Using the listing below, report each line holding the string "source".

• • • • •

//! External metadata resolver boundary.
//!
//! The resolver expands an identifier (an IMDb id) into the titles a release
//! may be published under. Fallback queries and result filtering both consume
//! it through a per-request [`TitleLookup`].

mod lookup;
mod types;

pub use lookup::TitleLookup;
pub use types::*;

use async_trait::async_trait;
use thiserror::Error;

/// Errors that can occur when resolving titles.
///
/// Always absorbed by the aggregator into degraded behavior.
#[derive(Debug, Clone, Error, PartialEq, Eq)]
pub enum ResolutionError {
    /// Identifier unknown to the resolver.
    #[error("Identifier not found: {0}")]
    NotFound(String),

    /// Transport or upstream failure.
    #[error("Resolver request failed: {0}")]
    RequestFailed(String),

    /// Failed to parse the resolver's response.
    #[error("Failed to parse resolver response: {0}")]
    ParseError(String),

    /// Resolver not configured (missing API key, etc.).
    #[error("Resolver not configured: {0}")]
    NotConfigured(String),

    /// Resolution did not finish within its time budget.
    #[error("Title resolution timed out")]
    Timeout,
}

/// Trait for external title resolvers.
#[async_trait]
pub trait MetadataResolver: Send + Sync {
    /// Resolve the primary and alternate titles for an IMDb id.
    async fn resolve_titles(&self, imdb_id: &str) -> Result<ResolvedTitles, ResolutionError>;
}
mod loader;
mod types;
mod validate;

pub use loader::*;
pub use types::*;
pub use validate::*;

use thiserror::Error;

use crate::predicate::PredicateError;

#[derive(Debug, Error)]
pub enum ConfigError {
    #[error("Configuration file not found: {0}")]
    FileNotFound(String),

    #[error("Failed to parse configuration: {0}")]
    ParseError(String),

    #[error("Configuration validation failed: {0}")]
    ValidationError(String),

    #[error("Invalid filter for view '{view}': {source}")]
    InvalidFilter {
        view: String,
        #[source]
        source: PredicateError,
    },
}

• • • • •

> **TASK OUTPUT**
    #[error("Invalid filter for view '{view}': {source}")]
        #[source]
        source: PredicateError,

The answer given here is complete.